Saved data entries
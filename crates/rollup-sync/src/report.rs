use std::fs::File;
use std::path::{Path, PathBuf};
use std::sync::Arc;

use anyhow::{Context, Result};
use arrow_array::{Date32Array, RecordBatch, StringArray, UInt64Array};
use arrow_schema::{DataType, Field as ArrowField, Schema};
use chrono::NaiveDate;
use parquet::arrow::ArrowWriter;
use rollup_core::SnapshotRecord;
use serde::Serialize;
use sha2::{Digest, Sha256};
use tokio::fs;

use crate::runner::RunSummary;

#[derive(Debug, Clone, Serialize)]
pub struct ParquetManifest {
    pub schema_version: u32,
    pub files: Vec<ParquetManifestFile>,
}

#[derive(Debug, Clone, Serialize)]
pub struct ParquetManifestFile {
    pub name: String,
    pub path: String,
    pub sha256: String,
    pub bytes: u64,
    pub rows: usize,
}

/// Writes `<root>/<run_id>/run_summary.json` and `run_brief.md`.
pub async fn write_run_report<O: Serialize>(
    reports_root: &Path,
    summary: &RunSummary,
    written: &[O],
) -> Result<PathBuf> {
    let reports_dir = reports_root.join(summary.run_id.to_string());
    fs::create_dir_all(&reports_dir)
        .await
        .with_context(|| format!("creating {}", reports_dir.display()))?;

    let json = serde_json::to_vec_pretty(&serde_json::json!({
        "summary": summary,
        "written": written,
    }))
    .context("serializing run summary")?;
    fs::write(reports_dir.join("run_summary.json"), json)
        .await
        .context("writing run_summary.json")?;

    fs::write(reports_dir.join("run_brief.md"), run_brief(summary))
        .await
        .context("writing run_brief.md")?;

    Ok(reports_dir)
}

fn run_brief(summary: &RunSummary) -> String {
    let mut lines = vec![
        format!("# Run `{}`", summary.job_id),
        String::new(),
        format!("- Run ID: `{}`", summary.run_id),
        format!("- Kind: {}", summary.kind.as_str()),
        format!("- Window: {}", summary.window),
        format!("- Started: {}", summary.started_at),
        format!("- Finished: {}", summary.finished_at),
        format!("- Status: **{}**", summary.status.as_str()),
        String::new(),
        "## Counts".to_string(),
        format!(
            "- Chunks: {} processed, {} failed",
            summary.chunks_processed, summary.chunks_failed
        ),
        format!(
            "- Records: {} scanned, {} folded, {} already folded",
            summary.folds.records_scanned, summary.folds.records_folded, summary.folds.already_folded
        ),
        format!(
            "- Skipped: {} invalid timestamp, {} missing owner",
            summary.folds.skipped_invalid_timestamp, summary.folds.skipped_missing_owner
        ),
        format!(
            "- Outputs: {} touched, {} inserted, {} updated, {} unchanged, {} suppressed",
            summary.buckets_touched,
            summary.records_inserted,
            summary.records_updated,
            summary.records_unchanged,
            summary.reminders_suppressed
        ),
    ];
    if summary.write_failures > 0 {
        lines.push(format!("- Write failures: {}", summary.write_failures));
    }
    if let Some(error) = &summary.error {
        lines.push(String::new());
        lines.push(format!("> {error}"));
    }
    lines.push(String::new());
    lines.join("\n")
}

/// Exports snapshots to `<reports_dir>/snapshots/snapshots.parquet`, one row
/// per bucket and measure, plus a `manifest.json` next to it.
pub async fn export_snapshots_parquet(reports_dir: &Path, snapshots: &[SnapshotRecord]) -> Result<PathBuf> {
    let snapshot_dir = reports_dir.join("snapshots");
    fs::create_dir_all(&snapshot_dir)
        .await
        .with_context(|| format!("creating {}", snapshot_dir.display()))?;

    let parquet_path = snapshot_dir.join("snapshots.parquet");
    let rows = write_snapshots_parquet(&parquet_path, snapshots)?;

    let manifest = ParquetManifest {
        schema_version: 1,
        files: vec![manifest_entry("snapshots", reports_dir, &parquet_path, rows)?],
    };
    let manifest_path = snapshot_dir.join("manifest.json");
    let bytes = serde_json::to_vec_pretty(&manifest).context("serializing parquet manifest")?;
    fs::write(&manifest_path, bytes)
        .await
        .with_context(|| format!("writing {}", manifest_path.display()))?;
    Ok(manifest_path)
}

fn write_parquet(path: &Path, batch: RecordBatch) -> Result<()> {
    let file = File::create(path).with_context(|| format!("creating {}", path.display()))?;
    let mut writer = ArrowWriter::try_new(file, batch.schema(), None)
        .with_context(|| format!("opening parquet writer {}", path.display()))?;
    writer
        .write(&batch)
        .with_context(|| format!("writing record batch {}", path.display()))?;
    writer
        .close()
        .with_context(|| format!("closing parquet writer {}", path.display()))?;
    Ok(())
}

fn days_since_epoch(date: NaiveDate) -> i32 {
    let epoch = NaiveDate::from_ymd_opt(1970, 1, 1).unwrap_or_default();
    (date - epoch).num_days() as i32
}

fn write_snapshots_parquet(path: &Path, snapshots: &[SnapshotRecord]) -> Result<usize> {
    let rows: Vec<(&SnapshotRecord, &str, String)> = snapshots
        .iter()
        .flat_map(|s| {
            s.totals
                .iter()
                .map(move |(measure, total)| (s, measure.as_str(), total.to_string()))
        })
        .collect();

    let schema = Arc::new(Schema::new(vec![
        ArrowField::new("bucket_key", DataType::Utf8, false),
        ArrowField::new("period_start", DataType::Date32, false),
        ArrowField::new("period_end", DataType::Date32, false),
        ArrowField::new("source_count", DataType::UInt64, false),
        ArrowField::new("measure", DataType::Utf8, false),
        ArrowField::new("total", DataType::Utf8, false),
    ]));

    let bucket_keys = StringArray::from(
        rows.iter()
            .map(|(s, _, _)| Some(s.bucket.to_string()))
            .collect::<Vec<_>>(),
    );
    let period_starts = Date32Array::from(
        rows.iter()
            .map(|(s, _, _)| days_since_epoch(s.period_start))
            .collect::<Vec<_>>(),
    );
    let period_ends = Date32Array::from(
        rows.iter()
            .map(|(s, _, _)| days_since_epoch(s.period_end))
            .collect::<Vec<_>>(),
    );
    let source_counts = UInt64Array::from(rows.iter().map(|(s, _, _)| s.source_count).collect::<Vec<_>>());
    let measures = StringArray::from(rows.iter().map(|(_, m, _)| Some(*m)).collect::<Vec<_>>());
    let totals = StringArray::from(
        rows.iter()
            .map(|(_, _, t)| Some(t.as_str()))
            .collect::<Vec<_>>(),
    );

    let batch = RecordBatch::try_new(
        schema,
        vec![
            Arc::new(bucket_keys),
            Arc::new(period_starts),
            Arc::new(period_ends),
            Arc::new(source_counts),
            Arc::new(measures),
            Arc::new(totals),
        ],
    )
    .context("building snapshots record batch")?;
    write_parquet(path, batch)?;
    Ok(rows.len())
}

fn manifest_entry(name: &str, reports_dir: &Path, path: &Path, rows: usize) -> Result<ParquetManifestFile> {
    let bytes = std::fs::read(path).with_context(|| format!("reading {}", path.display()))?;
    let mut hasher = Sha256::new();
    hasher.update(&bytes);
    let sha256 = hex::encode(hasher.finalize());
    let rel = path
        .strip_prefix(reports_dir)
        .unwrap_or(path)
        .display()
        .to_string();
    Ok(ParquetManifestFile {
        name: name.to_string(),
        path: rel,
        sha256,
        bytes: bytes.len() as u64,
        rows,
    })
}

=== DESCRIPTION OF THE TASK ===
Each of the lines above should be printed again precisely as it reads.

=== EXPECTED OUTPUT ===
filename crates/rollup-sync/src/report.rs
use std::fs::File;
use std::path::{Path, PathBuf};
use std::sync::Arc;

use anyhow::{Context, Result};
use arrow_array::{Date32Array, RecordBatch, StringArray, UInt64Array};
use arrow_schema::{DataType, Field as ArrowField, Schema};
use chrono::NaiveDate;
use parquet::arrow::ArrowWriter;
use rollup_core::SnapshotRecord;
use serde::Serialize;
use sha2::{Digest, Sha256};
use tokio::fs;

use crate::runner::RunSummary;

#[derive(Debug, Clone, Serialize)]
pub struct ParquetManifest {
    pub schema_version: u32,
    pub files: Vec<ParquetManifestFile>,
}

#[derive(Debug, Clone, Serialize)]
pub struct ParquetManifestFile {
    pub name: String,
    pub path: String,
    pub sha256: String,
    pub bytes: u64,
    pub rows: usize,
}

/// Writes `<root>/<run_id>/run_summary.json` and `run_brief.md`.
pub async fn write_run_report<O: Serialize>(
    reports_root: &Path,
    summary: &RunSummary,
    written: &[O],
) -> Result<PathBuf> {
    let reports_dir = reports_root.join(summary.run_id.to_string());
    fs::create_dir_all(&reports_dir)
        .await
        .with_context(|| format!("creating {}", reports_dir.display()))?;

    let json = serde_json::to_vec_pretty(&serde_json::json!({
        "summary": summary,
        "written": written,
    }))
    .context("serializing run summary")?;
    fs::write(reports_dir.join("run_summary.json"), json)
        .await
        .context("writing run_summary.json")?;

    fs::write(reports_dir.join("run_brief.md"), run_brief(summary))
        .await
        .context("writing run_brief.md")?;

    Ok(reports_dir)
}

fn run_brief(summary: &RunSummary) -> String {
    let mut lines = vec![
        format!("# Run `{}`", summary.job_id),
        String::new(),
        format!("- Run ID: `{}`", summary.run_id),
        format!("- Kind: {}", summary.kind.as_str()),
        format!("- Window: {}", summary.window),
        format!("- Started: {}", summary.started_at),
        format!("- Finished: {}", summary.finished_at),
        format!("- Status: **{}**", summary.status.as_str()),
        String::new(),
        "## Counts".to_string(),
        format!(
            "- Chunks: {} processed, {} failed",
            summary.chunks_processed, summary.chunks_failed
        ),
        format!(
            "- Records: {} scanned, {} folded, {} already folded",
            summary.folds.records_scanned, summary.folds.records_folded, summary.folds.already_folded
        ),
        format!(
            "- Skipped: {} invalid timestamp, {} missing owner",
            summary.folds.skipped_invalid_timestamp, summary.folds.skipped_missing_owner
        ),
        format!(
            "- Outputs: {} touched, {} inserted, {} updated, {} unchanged, {} suppressed",
            summary.buckets_touched,
            summary.records_inserted,
            summary.records_updated,
            summary.records_unchanged,
            summary.reminders_suppressed
        ),
    ];
    if summary.write_failures > 0 {
        lines.push(format!("- Write failures: {}", summary.write_failures));
    }
    if let Some(error) = &summary.error {
        lines.push(String::new());
        lines.push(format!("> {error}"));
    }
    lines.push(String::new());
    lines.join("\n")
}

/// Exports snapshots to `<reports_dir>/snapshots/snapshots.parquet`, one row
/// per bucket and measure, plus a `manifest.json` next to it.
pub async fn export_snapshots_parquet(reports_dir: &Path, snapshots: &[SnapshotRecord]) -> Result<PathBuf> {
    let snapshot_dir = reports_dir.join("snapshots");
    fs::create_dir_all(&snapshot_dir)
        .await
        .with_context(|| format!("creating {}", snapshot_dir.display()))?;

    let parquet_path = snapshot_dir.join("snapshots.parquet");
    let rows = write_snapshots_parquet(&parquet_path, snapshots)?;

    let manifest = ParquetManifest {
        schema_version: 1,
        files: vec![manifest_entry("snapshots", reports_dir, &parquet_path, rows)?],
    };
    let manifest_path = snapshot_dir.join("manifest.json");
    let bytes = serde_json::to_vec_pretty(&manifest).context("serializing parquet manifest")?;
    fs::write(&manifest_path, bytes)
        .await
        .with_context(|| format!("writing {}", manifest_path.display()))?;
    Ok(manifest_path)
}

fn write_parquet(path: &Path, batch: RecordBatch) -> Result<()> {
    let file = File::create(path).with_context(|| format!("creating {}", path.display()))?;
    let mut writer = ArrowWriter::try_new(file, batch.schema(), None)
        .with_context(|| format!("opening parquet writer {}", path.display()))?;
    writer
        .write(&batch)
        .with_context(|| format!("writing record batch {}", path.display()))?;
    writer
        .close()
        .with_context(|| format!("closing parquet writer {}", path.display()))?;
    Ok(())
}

fn days_since_epoch(date: NaiveDate) -> i32 {
    let epoch = NaiveDate::from_ymd_opt(1970, 1, 1).unwrap_or_default();
    (date - epoch).num_days() as i32
}

fn write_snapshots_parquet(path: &Path, snapshots: &[SnapshotRecord]) -> Result<usize> {
    let rows: Vec<(&SnapshotRecord, &str, String)> = snapshots
        .iter()
        .flat_map(|s| {
            s.totals
                .iter()
                .map(move |(measure, total)| (s, measure.as_str(), total.to_string()))
        })
        .collect();

    let schema = Arc::new(Schema::new(vec![
        ArrowField::new("bucket_key", DataType::Utf8, false),
        ArrowField::new("period_start", DataType::Date32, false),
        ArrowField::new("period_end", DataType::Date32, false),
        ArrowField::new("source_count", DataType::UInt64, false),
        ArrowField::new("measure", DataType::Utf8, false),
        ArrowField::new("total", DataType::Utf8, false),
    ]));

    let bucket_keys = StringArray::from(
        rows.iter()
            .map(|(s, _, _)| Some(s.bucket.to_string()))
            .collect::<Vec<_>>(),
    );
    let period_starts = Date32Array::from(
        rows.iter()
            .map(|(s, _, _)| days_since_epoch(s.period_start))
            .collect::<Vec<_>>(),
    );
    let period_ends = Date32Array::from(
        rows.iter()
            .map(|(s, _, _)| days_since_epoch(s.period_end))
            .collect::<Vec<_>>(),
    );
    let source_counts = UInt64Array::from(rows.iter().map(|(s, _, _)| s.source_count).collect::<Vec<_>>());
    let measures = StringArray::from(rows.iter().map(|(_, m, _)| Some(*m)).collect::<Vec<_>>());
    let totals = StringArray::from(
        rows.iter()
            .map(|(_, _, t)| Some(t.as_str()))
            .collect::<Vec<_>>(),
    );

    let batch = RecordBatch::try_new(
        schema,
        vec![
            Arc::new(bucket_keys),
            Arc::new(period_starts),
            Arc::new(period_ends),
            Arc::new(source_counts),
            Arc::new(measures),
            Arc::new(totals),
        ],
    )
    .context("building snapshots record batch")?;
    write_parquet(path, batch)?;
    Ok(rows.len())
}

fn manifest_entry(name: &str, reports_dir: &Path, path: &Path, rows: usize) -> Result<ParquetManifestFile> {
    let bytes = std::fs::read(path).with_context(|| format!("reading {}", path.display()))?;
    let mut hasher = Sha256::new();
    hasher.update(&bytes);
    let sha256 = hex::encode(hasher.finalize());
    let rel = path
        .strip_prefix(reports_dir)
        .unwrap_or(path)
        .display()
        .to_string();
    Ok(ParquetManifestFile {
        name: name.to_string(),
        path: rel,
        sha256,
        bytes: bytes.len() as u64,
        rows,
    })
}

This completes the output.